Filtration – Without adequate filtration, expensive heating and cooling equipment can clog and malfunction, leading to decreased efficiency, higher utility costs and potentially expensive repairs. Poor filtration can also cause a dust buildup in your home, making you and other family members more susceptible to colds, allergies and respiratory problems.
Ductwork – Ducts are the distribution system for your home’s heated and cooled air. If ducts become clogged or damaged, or are not properly sealed or insulated, they can waste energy and draw pollutants into your home. When ducts are dirty, they can cause microbial growth, which can lead to severe respiratory problems.
Fresh-Air Ventilation – Today’s homes are sealed and insulated better than ever. While this helps conserve energy by reducing the amount of heat lost or gained, it prevents stale air and pollutants from escaping. Opening a window can help keep the air moving, but it can also lead to a buildup of pollutants like dirt, dust, pollen and bacteria.
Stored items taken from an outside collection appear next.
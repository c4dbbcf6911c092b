//! Degree-based angle helpers for the ground plane.
//!
//! Rotations are counter-clockwise in the `(x, z)` plane:
//! `x' = x cos θ − z sin θ`, `z' = x sin θ + z cos θ`.
//! A rotation of 90° therefore turns the travel direction `+z` into `−x`,
//! which is a left turn for a walker heading toward `+z`.

use super::{Point2, Vector2};

/// Wraps an angle in degrees into `[0, 360)`.
///
/// Non-finite input collapses to `0` so a single bad value cannot poison a
/// whole chain.
#[must_use]
pub fn normalize_angle(degrees: f64) -> f64 {
    if !degrees.is_finite() {
        tracing::warn!(degrees, "non-finite angle clamped to 0");
        return 0.0;
    }
    let wrapped = degrees.rem_euclid(360.0);
    // rem_euclid rounds tiny negative inputs up to exactly 360.
    if wrapped >= 360.0 {
        0.0
    } else {
        // Adding zero folds -0.0 into +0.0.
        wrapped + 0.0
    }
}

/// Returns `(sin, cos)` of an angle in degrees.
///
/// Exact quarter turns return exact values, so axis-aligned chains do not
/// pick up `6e-17` style drift.
#[must_use]
#[allow(clippy::float_cmp)]
pub fn sin_cos_deg(degrees: f64) -> (f64, f64) {
    let wrapped = normalize_angle(degrees);
    if wrapped == 0.0 {
        (0.0, 1.0)
    } else if wrapped == 90.0 {
        (1.0, 0.0)
    } else if wrapped == 180.0 {
        (0.0, -1.0)
    } else if wrapped == 270.0 {
        (-1.0, 0.0)
    } else {
        wrapped.to_radians().sin_cos()
    }
}

/// Rotates a ground-plane vector counter-clockwise by `degrees`.
#[must_use]
pub fn rotate_vector(v: &Vector2, degrees: f64) -> Vector2 {
    let (sin, cos) = sin_cos_deg(degrees);
    Vector2::new(v.x * cos - v.y * sin, v.x * sin + v.y * cos)
}

/// Rotates a ground-plane point about the origin by `degrees`.
#[must_use]
pub fn rotate_point(p: &Point2, degrees: f64) -> Point2 {
    Point2::from(rotate_vector(&p.coords, degrees))
}

/// Travel direction of something rotated by `degrees` (local `+z` rotated).
#[must_use]
pub fn heading(degrees: f64) -> Vector2 {
    rotate_vector(&Vector2::new(0.0, 1.0), degrees)
}

/// Left-hand normal of a travel direction (`+z` → `−x`).
#[must_use]
pub fn left_of(direction: &Vector2) -> Vector2 {
    Vector2::new(-direction.y, direction.x)
}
Volatile Organic Compounds – The plywood, paint and adhesives typically used in the construction and design of a home contain volatile organic compounds (VOCs). These compounds are also in carpeting, insulation, synthetic upholstery, pesticides, cleaning products and laminate flooring in your home, as well as gasoline, oil, antifreeze and other automotive materials in your garage. Depending on the level present in your home, VOCs can cause headaches, nausea and respiratory problems.